Het hof kan dat begrijpen, zeker omdat een en ander zich afspeelde in een smalle gang waar de mogelijkheid om zich aan bewegingen met een mes te onttrekken beperkt was.
Het is ook begrijpelijk dat [Beklaagde 3] , toen klager zijn armen tegen zijn lijf trok, klager, in het belang van de veiligheid van de politiemensen, klappen tegen het hoofd gaf en hem sommeerde zijn handen te laten zien.
Het hof ziet geen aanwijzingen om te twijfelen aan de verklaring dat het om twee klappen met de vlakke hand ging en niet om vuistslagen. Het op deze wijze in het belang van een veilige aanhouding toedienen van een pijnprikkel om klager tot medewerking te bewegen komt het hof niet buitensporig gewelddadig voor.
Voor andere vormen van slaan of schoppen ziet het hof geen aanwijzingen.
Voor zover het door klager bedoelde letsel aan wenkbrauw, bovenlip en arm al is ontstaan bij de aanhouding, bijvoorbeeld toen klager naar de grond werd gebracht, zijn er geen aanwijzingen dat dit opzettelijk is toegebracht. Klager had dit bovendien kunnen voorkomen door medewerking te verlenen aan zijn aanhouding. Dat hij niet direct heeft kunnen begrijpen dat beklaagden politiemensen waren, vindt geen steun in overig bewijs.

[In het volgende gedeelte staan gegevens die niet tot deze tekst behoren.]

use std::env;
use std::net::SocketAddr;
use std::path::PathBuf;

pub const DEFAULT_PORT: u16 = 8080;
pub const DEFAULT_DATA_DIR: &str = "data";

/// Runtime settings read from the environment once at startup.
#[derive(Debug, Clone, PartialEq, Eq)]
pub struct Config {
    pub port: u16,
    pub data_dir: PathBuf,
}

impl Config {
    pub fn from_env() -> Self {
        Self::from_vars(env::var("PORT").ok(), env::var("APP_DATA_DIR").ok())
    }

    fn from_vars(port: Option<String>, data_dir: Option<String>) -> Self {
        let port = port
            .and_then(|value| value.parse::<u16>().ok())
            .unwrap_or(DEFAULT_PORT);
        let data_dir = data_dir
            .filter(|value| !value.is_empty())
            .map(PathBuf::from)
            .unwrap_or_else(|| PathBuf::from(DEFAULT_DATA_DIR));

        Self { port, data_dir }
    }

    pub fn bind_addr(&self) -> SocketAddr {
        SocketAddr::from(([0, 0, 0, 0], self.port))
    }
}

Bij deze stand van zaken verwacht het hof dat de strafrechter aan wie de zaak zou worden voorgelegd tot het oordeel zou komen dat het tegen klager toegepaste geweld (de klappen tegen zijn hoofd en het naar de grond brengen) noodzakelijk was en ook gepast. De strafrechter zou daarom niet tot een bewezenverklaring van mishandeling komen.
Het hof is dan ook van oordeel dat er goede redenen zijn om in deze zaak geen vervolging te gelasten. Het beklag is ongegrond.

6.De beslissing

Het hof wijst het beklag af.
Deze beschikking, waartegen voor betrokkenen geen rechtsmiddel openstaat, is gegeven op
18 december 2019 door mrs. P.C. Kortenhorst, voorzitter, N. van der Wijngaart en A.M.P. Geelhoed, raadsheren, in tegenwoordigheid van A.M.M. van Gorp, griffier, en bij afwezigheid van de voorzitter ondertekend door de oudste raadsheer en de griffier.